▶ WHAT YOU WILL DO:
If a line in the records contains the string "StatusCode", show that line.

▶ STUDY MATERIAL:
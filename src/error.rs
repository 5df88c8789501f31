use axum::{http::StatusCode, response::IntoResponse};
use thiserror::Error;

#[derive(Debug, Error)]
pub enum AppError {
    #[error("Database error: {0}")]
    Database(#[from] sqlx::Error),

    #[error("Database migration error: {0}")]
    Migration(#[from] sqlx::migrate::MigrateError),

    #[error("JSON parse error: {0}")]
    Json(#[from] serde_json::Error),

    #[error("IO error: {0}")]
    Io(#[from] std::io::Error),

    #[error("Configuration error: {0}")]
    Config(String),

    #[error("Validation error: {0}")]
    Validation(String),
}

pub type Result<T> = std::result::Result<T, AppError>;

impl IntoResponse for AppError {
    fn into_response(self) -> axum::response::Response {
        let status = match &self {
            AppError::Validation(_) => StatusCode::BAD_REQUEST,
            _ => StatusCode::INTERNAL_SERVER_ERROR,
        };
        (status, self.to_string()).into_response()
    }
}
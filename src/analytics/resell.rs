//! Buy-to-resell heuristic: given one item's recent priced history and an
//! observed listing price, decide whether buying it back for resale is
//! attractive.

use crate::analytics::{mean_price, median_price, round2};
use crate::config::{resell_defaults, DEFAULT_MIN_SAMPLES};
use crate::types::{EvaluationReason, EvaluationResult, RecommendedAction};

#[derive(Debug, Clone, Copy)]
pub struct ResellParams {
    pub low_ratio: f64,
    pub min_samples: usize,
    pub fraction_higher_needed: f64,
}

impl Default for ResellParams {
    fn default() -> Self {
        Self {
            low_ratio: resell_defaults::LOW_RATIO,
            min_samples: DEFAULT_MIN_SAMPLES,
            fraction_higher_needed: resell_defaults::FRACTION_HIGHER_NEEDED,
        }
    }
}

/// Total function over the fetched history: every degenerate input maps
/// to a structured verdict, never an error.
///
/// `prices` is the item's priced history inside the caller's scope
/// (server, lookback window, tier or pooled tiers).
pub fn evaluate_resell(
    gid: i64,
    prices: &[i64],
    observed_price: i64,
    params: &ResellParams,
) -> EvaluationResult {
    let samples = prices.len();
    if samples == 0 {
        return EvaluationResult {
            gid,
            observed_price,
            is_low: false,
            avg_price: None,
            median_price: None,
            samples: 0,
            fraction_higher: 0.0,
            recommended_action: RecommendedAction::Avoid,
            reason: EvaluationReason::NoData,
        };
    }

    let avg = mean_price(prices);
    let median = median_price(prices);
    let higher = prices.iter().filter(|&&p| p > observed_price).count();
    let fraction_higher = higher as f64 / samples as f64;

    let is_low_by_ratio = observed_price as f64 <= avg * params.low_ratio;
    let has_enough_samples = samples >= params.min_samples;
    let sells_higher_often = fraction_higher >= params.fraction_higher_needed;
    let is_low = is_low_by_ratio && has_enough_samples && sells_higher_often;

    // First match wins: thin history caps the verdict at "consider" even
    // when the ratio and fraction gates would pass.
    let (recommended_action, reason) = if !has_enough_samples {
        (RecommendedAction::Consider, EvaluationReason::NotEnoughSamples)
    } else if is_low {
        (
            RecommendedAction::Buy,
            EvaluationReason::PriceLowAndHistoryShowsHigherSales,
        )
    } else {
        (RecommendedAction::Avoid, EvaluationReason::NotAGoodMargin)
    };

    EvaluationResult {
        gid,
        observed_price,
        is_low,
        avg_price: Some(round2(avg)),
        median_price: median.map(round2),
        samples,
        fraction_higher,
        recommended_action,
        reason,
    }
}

---

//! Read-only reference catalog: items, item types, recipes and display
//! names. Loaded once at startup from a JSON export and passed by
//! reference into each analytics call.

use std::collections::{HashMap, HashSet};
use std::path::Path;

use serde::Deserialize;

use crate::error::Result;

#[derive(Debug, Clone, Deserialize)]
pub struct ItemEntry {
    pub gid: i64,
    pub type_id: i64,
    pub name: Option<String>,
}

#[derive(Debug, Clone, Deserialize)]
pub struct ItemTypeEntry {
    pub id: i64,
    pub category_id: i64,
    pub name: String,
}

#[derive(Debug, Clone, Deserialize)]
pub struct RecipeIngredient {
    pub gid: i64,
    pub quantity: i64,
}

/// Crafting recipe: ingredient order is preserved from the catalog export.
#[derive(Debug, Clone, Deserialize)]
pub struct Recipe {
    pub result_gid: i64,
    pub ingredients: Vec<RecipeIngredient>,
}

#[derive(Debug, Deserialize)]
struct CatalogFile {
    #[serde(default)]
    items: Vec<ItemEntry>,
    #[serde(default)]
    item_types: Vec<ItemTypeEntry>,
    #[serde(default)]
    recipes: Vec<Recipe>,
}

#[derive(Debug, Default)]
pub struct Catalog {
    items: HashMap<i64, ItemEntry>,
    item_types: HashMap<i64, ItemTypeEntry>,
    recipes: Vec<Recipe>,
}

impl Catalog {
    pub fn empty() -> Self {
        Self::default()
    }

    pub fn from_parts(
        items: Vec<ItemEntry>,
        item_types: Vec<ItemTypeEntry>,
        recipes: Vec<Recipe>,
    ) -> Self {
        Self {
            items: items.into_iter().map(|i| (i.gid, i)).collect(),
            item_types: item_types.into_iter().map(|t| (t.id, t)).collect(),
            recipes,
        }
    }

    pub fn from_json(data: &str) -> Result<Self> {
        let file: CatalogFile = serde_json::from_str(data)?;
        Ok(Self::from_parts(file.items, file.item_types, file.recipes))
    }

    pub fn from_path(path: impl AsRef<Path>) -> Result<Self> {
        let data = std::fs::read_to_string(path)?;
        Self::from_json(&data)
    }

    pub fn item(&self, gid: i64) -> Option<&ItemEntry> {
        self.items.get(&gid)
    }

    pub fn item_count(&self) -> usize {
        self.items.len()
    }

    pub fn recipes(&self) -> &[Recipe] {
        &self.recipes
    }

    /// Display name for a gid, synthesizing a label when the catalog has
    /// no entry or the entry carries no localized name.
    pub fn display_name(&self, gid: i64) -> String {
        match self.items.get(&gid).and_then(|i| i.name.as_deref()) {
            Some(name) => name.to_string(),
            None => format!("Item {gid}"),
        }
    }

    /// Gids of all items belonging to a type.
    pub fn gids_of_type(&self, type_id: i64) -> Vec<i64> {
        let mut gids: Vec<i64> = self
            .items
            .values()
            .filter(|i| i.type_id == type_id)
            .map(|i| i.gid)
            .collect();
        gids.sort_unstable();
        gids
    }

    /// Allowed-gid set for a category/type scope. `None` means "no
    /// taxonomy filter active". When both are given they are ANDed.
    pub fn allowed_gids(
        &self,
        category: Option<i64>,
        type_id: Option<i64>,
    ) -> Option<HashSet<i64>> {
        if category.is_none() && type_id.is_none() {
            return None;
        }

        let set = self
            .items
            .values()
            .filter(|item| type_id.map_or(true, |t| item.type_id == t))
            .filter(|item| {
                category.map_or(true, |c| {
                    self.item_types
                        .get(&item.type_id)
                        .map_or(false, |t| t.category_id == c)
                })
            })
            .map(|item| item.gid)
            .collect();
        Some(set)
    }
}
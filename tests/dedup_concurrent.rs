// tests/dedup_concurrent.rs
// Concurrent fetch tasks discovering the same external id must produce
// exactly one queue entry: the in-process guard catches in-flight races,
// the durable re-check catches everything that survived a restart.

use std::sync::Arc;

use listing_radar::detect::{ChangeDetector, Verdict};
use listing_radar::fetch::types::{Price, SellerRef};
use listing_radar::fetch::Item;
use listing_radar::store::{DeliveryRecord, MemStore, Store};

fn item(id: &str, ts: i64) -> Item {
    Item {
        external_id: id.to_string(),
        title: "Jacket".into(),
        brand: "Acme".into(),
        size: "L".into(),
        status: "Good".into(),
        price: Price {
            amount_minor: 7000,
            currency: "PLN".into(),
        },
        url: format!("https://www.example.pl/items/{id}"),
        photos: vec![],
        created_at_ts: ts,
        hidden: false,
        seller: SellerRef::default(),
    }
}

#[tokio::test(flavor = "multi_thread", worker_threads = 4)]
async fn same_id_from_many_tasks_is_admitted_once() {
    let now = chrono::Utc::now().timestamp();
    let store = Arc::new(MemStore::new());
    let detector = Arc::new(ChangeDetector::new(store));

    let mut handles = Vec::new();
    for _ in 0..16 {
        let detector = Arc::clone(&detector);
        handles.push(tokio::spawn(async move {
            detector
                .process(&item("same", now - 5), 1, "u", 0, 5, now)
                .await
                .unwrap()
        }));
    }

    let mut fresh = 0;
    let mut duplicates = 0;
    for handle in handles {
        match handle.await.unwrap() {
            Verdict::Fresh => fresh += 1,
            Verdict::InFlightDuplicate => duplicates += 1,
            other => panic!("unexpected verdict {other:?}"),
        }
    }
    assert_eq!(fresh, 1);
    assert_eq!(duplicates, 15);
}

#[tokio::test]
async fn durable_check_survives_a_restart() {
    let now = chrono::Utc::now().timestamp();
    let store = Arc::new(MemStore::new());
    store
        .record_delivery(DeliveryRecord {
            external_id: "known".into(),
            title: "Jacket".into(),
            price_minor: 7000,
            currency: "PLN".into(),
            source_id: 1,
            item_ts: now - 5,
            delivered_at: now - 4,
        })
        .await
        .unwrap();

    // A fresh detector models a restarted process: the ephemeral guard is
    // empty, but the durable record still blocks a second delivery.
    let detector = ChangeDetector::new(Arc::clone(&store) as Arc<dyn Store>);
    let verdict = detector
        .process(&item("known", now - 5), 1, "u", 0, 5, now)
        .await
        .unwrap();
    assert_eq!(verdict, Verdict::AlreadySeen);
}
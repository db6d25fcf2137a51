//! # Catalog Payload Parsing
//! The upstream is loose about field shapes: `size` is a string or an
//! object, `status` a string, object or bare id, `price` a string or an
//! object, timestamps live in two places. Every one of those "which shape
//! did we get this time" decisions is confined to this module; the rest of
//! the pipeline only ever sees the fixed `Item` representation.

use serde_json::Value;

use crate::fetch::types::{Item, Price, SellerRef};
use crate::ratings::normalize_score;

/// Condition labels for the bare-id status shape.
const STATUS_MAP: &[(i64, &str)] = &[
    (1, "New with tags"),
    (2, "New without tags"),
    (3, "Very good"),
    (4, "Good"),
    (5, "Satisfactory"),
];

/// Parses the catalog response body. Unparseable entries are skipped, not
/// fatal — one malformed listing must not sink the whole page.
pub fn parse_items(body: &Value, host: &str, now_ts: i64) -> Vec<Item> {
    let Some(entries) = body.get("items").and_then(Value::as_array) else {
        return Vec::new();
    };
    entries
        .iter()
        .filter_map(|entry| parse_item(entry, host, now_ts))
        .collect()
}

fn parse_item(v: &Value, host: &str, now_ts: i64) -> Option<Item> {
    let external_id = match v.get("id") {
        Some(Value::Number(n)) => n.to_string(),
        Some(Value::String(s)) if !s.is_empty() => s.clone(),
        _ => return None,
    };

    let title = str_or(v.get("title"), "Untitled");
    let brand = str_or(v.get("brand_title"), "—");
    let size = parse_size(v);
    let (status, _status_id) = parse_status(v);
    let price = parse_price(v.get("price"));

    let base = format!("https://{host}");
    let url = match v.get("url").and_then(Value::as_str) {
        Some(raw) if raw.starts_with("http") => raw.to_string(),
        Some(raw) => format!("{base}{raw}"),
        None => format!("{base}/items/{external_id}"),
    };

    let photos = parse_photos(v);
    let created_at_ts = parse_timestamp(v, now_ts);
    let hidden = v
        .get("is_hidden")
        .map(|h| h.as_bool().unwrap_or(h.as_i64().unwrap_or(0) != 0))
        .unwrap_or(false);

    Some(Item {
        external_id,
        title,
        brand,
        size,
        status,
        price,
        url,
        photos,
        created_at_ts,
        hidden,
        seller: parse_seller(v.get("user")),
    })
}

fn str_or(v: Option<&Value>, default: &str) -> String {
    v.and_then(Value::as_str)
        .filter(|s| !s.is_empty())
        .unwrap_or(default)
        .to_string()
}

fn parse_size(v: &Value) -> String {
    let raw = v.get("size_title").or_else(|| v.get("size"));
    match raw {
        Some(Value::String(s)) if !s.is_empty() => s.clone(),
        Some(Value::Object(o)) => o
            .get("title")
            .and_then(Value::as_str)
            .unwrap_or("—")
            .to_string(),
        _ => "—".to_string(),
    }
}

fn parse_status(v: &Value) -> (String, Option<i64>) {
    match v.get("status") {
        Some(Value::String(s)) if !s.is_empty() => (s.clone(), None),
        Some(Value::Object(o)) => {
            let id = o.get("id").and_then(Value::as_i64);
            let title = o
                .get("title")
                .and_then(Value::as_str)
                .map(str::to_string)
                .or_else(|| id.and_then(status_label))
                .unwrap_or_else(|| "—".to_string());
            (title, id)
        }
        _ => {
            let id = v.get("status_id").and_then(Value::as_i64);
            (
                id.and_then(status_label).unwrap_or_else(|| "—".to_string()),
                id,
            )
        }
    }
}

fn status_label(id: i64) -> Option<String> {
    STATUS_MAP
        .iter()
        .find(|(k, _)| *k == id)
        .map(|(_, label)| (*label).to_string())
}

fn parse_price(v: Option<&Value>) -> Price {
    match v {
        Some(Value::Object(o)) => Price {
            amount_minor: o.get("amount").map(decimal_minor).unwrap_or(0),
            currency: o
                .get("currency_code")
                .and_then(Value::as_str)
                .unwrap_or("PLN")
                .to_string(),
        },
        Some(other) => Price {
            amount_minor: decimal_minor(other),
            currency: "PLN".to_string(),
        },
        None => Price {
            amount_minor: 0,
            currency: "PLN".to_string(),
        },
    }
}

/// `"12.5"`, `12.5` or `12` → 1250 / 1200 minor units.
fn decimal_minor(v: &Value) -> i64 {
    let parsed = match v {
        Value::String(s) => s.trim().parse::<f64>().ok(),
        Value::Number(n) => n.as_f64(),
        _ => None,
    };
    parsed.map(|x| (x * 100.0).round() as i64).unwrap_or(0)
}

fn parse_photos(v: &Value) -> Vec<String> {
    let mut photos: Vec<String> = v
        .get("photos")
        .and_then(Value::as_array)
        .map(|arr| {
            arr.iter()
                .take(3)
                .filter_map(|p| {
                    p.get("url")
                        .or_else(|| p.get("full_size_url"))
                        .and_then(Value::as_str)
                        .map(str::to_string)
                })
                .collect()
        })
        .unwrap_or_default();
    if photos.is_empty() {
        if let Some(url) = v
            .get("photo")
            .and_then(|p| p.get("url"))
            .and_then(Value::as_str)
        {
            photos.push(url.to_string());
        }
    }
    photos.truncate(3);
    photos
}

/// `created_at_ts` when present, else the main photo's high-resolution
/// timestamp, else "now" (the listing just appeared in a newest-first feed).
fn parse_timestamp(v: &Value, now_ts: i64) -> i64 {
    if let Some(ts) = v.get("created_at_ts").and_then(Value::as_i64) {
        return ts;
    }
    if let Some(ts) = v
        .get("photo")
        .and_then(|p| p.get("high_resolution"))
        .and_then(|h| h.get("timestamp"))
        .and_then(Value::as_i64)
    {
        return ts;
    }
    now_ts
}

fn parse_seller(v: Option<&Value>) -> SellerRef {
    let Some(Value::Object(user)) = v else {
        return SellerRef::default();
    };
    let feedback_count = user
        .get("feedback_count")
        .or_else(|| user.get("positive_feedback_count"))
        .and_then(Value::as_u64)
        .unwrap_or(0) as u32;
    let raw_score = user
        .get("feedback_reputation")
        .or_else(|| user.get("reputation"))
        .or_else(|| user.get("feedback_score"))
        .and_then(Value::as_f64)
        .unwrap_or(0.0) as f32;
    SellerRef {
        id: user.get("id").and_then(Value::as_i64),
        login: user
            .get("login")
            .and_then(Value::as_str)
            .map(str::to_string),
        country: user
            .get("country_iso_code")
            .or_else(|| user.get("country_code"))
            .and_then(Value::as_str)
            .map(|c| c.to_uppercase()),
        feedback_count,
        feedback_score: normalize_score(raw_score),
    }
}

...

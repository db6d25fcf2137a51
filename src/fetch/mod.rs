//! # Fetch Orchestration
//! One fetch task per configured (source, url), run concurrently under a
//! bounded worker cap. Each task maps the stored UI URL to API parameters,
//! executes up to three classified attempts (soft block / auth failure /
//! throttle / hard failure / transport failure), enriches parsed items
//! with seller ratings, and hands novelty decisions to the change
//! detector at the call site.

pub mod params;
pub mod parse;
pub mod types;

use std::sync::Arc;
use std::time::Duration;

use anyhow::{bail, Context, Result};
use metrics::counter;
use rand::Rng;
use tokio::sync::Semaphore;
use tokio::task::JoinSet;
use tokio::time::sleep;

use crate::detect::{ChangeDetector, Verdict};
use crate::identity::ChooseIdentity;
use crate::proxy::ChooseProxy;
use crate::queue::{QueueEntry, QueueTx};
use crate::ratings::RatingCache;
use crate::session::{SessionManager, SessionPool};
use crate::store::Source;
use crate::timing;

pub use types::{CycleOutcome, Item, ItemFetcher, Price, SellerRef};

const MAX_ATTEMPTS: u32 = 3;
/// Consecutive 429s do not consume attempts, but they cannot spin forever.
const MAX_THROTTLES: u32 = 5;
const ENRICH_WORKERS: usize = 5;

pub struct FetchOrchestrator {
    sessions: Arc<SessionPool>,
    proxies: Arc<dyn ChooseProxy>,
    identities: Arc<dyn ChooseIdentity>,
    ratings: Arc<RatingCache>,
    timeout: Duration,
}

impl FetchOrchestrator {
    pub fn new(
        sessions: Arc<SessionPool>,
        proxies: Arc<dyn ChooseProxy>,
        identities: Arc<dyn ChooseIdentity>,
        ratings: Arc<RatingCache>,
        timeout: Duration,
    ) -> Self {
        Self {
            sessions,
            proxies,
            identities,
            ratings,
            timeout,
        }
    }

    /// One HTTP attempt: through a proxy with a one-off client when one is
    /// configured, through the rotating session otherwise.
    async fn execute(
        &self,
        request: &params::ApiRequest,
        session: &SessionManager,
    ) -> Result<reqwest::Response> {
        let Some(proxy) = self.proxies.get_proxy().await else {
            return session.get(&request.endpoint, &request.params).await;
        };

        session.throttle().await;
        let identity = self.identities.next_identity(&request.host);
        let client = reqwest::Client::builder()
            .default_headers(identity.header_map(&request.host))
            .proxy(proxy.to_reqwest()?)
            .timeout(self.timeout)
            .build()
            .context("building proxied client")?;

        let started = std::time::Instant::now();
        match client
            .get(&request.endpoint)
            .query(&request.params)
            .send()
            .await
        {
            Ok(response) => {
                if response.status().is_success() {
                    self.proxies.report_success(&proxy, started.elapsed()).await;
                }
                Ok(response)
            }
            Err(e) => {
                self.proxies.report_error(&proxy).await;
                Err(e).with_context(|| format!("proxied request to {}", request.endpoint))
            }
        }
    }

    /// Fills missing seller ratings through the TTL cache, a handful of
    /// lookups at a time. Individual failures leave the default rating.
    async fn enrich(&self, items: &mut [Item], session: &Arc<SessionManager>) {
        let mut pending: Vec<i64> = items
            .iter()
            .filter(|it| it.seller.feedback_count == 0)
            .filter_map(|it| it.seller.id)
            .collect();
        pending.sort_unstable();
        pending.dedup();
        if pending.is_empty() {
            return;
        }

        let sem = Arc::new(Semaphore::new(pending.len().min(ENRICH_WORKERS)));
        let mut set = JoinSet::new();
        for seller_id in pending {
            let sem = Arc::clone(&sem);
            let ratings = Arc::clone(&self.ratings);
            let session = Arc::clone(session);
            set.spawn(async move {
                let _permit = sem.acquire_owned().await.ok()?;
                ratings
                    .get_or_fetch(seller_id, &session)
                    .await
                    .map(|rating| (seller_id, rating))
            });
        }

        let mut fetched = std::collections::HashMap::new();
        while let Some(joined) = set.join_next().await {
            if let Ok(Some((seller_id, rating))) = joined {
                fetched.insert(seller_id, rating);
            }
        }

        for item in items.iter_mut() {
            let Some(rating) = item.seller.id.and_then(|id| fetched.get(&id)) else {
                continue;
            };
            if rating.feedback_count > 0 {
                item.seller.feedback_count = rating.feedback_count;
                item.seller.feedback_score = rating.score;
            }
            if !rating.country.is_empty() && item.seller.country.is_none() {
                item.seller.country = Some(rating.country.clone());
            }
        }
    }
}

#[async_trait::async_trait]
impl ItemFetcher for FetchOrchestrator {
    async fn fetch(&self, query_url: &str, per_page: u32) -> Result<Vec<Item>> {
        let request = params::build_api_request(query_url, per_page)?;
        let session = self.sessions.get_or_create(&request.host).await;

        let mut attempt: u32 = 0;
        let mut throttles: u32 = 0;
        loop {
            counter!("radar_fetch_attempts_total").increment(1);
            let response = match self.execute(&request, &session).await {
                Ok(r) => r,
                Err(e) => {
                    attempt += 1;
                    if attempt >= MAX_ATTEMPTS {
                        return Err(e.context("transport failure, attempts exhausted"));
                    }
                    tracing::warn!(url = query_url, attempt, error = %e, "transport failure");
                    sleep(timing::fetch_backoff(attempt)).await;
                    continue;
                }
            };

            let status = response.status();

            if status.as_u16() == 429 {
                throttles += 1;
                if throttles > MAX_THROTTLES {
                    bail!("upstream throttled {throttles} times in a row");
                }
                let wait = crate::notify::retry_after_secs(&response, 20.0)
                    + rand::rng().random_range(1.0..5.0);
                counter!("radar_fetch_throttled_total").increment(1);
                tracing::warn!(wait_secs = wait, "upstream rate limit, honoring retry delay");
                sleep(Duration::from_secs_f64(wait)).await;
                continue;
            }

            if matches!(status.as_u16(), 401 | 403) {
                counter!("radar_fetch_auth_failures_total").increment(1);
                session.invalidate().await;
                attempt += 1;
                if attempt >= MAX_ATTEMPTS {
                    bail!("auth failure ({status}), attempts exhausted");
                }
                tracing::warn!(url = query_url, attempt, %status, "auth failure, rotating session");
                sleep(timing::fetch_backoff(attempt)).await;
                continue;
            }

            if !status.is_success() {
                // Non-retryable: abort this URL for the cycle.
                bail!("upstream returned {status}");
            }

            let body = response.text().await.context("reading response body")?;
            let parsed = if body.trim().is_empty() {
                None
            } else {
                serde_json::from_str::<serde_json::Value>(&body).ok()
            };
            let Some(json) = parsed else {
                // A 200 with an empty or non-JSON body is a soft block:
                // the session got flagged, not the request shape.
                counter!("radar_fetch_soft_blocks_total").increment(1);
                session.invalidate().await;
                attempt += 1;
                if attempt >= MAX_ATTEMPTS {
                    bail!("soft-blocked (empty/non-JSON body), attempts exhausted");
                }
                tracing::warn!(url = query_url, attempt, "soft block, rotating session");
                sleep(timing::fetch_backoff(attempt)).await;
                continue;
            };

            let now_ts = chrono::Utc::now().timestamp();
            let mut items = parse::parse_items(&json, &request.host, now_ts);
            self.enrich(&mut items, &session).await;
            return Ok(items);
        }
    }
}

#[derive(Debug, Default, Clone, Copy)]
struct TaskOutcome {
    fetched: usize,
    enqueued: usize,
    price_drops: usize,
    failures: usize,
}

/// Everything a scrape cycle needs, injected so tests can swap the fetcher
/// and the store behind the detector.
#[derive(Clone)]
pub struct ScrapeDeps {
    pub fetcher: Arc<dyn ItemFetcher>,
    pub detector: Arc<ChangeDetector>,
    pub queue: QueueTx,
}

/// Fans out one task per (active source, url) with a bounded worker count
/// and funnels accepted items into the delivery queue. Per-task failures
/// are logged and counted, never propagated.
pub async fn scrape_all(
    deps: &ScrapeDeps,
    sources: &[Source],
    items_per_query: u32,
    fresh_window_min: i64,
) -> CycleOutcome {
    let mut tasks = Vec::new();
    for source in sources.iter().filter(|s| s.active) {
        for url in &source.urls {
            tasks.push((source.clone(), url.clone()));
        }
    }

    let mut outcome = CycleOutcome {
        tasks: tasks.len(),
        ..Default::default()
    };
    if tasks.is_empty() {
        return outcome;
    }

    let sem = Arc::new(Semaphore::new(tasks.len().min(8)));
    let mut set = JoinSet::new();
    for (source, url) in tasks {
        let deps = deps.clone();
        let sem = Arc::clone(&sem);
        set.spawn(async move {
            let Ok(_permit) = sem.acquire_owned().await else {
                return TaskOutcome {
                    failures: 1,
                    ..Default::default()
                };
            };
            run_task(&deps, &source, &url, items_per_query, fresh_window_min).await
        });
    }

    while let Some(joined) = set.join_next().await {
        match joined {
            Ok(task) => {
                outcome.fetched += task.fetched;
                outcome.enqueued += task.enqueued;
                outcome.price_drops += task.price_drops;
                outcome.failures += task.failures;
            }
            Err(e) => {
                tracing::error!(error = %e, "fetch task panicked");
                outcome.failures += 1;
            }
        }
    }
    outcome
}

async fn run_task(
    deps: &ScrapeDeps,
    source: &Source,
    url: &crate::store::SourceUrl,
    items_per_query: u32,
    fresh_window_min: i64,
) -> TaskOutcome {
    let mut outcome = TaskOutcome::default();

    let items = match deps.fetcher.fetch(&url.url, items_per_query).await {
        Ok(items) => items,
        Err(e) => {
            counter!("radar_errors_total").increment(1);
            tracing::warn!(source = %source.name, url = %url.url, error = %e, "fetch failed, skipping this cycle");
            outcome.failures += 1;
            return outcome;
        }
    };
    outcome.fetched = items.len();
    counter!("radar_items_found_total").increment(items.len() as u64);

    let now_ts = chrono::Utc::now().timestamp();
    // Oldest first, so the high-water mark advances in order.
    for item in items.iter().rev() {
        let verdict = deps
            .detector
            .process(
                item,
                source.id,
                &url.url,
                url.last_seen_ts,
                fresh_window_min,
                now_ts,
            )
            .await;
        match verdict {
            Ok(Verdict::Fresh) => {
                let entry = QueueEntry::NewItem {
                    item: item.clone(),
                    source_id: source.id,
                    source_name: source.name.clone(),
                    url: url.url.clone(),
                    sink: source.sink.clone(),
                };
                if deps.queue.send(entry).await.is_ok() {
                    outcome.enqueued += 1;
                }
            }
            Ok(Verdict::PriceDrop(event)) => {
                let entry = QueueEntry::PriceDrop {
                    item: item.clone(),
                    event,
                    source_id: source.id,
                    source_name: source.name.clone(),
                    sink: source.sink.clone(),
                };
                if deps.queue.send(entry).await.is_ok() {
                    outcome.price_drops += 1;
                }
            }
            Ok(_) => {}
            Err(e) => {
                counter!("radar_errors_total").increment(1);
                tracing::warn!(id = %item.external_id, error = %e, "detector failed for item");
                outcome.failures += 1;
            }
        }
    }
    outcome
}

▶ ANSWER FOR THIS EXERCISE:
use axum::{http::StatusCode, response::IntoResponse};
            AppError::Validation(_) => StatusCode::BAD_REQUEST,
            _ => StatusCode::INTERNAL_SERVER_ERROR,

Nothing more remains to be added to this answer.